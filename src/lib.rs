pub mod app;
pub mod config;
pub mod errors;
pub mod handlers;
pub mod models;
pub mod nav;
pub mod storage;
pub mod ui;
pub mod state;

pub use app::router;
pub use config::Config;
pub use state::AppState;
pub use storage::{Collection, DocumentStore, Record};
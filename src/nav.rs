/// The four mutually exclusive views. The active one is carried by the
/// request path, so nothing is remembered between requests.
#[derive(Debug, Clone, Copy, PartialEq, Eq, Default)]
pub enum Mode {
    #[default]
    AddSubject,
    AddSession,
    ViewSubjects,
    ViewSessions,
}

impl Mode {
    pub const ALL: [Mode; 4] = [
        Mode::AddSubject,
        Mode::AddSession,
        Mode::ViewSubjects,
        Mode::ViewSessions,
    ];

    pub fn label(self) -> &'static str {
        match self {
            Mode::AddSubject => "Add Subject",
            Mode::AddSession => "Add Session",
            Mode::ViewSubjects => "View Subjects",
            Mode::ViewSessions => "View Sessions",
        }
    }

    pub fn path(self) -> &'static str {
        match self {
            Mode::AddSubject => "/subjects/new",
            Mode::AddSession => "/sessions/new",
            Mode::ViewSubjects => "/subjects",
            Mode::ViewSessions => "/sessions",
        }
    }

    pub fn heading(self) -> &'static str {
        match self {
            Mode::AddSubject => "Add New Subject",
            Mode::AddSession => "Log New Session",
            Mode::ViewSubjects => "Subjects Table",
            Mode::ViewSessions => "Sessions Table",
        }
    }

    pub fn description(self) -> &'static str {
        match self {
            Mode::AddSubject => {
                "Please enter the details for the rat subject participating in the experiment."
            }
            Mode::AddSession => {
                "Select a subject and enter the session details for the experiment."
            }
            Mode::ViewSubjects => {
                "Below is a list of all rat subjects registered for the Visual Perception Experiment."
            }
            Mode::ViewSessions => {
                "Below is a record of all experimental sessions logged for the Visual Perception Experiment."
            }
        }
    }
}
use crate::handlers;
use crate::state::AppState;
use axum::{routing::get, Router};
use tower_http::trace::TraceLayer;

pub fn router(state: AppState) -> Router {
    Router::new()
        .route("/", get(handlers::index))
        .route("/subjects/new", get(handlers::add_subject_page))
        .route("/subjects", get(handlers::view_subjects).post(handlers::add_subject))
        .route("/sessions/new", get(handlers::add_session_page))
        .route("/sessions", get(handlers::view_sessions).post(handlers::add_session))
        .route("/api/subjects", get(handlers::list_subjects).post(handlers::create_subject))
        .route("/api/sessions", get(handlers::list_sessions).post(handlers::create_session))
        .layer(TraceLayer::new_for_http())
        .with_state(state)
}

══════════════════════════════

▶ What is being asked
Go through the listing and transcribe all of it exactly.

▶ Reply
filename src/lib.rs
pub mod app;
pub mod config;
pub mod errors;
pub mod handlers;
pub mod models;
pub mod nav;
pub mod storage;
pub mod ui;
pub mod state;

pub use app::router;
pub use config::Config;
pub use state::AppState;
pub use storage::{Collection, DocumentStore, Record};
filename src/nav.rs
/// The four mutually exclusive views. The active one is carried by the
/// request path, so nothing is remembered between requests.
#[derive(Debug, Clone, Copy, PartialEq, Eq, Default)]
pub enum Mode {
    #[default]
    AddSubject,
    AddSession,
    ViewSubjects,
    ViewSessions,
}

impl Mode {
    pub const ALL: [Mode; 4] = [
        Mode::AddSubject,
        Mode::AddSession,
        Mode::ViewSubjects,
        Mode::ViewSessions,
    ];

    pub fn label(self) -> &'static str {
        match self {
            Mode::AddSubject => "Add Subject",
            Mode::AddSession => "Add Session",
            Mode::ViewSubjects => "View Subjects",
            Mode::ViewSessions => "View Sessions",
        }
    }

    pub fn path(self) -> &'static str {
        match self {
            Mode::AddSubject => "/subjects/new",
            Mode::AddSession => "/sessions/new",
            Mode::ViewSubjects => "/subjects",
            Mode::ViewSessions => "/sessions",
        }
    }

    pub fn heading(self) -> &'static str {
        match self {
            Mode::AddSubject => "Add New Subject",
            Mode::AddSession => "Log New Session",
            Mode::ViewSubjects => "Subjects Table",
            Mode::ViewSessions => "Sessions Table",
        }
    }

    pub fn description(self) -> &'static str {
        match self {
            Mode::AddSubject => {
                "Please enter the details for the rat subject participating in the experiment."
            }
            Mode::AddSession => {
                "Select a subject and enter the session details for the experiment."
            }
            Mode::ViewSubjects => {
                "Below is a list of all rat subjects registered for the Visual Perception Experiment."
            }
            Mode::ViewSessions => {
                "Below is a record of all experimental sessions logged for the Visual Perception Experiment."
            }
        }
    }
}
use crate::handlers;
use crate::state::AppState;
use axum::{routing::get, Router};
use tower_http::trace::TraceLayer;

pub fn router(state: AppState) -> Router {
    Router::new()
        .route("/", get(handlers::index))
        .route("/subjects/new", get(handlers::add_subject_page))
        .route("/subjects", get(handlers::view_subjects).post(handlers::add_subject))
        .route("/sessions/new", get(handlers::add_session_page))
        .route("/sessions", get(handlers::view_sessions).post(handlers::add_session))
        .route("/api/subjects", get(handlers::list_subjects).post(handlers::create_subject))
        .route("/api/sessions", get(handlers::list_sessions).post(handlers::create_session))
        .layer(TraceLayer::new_for_http())
        .with_state(state)
}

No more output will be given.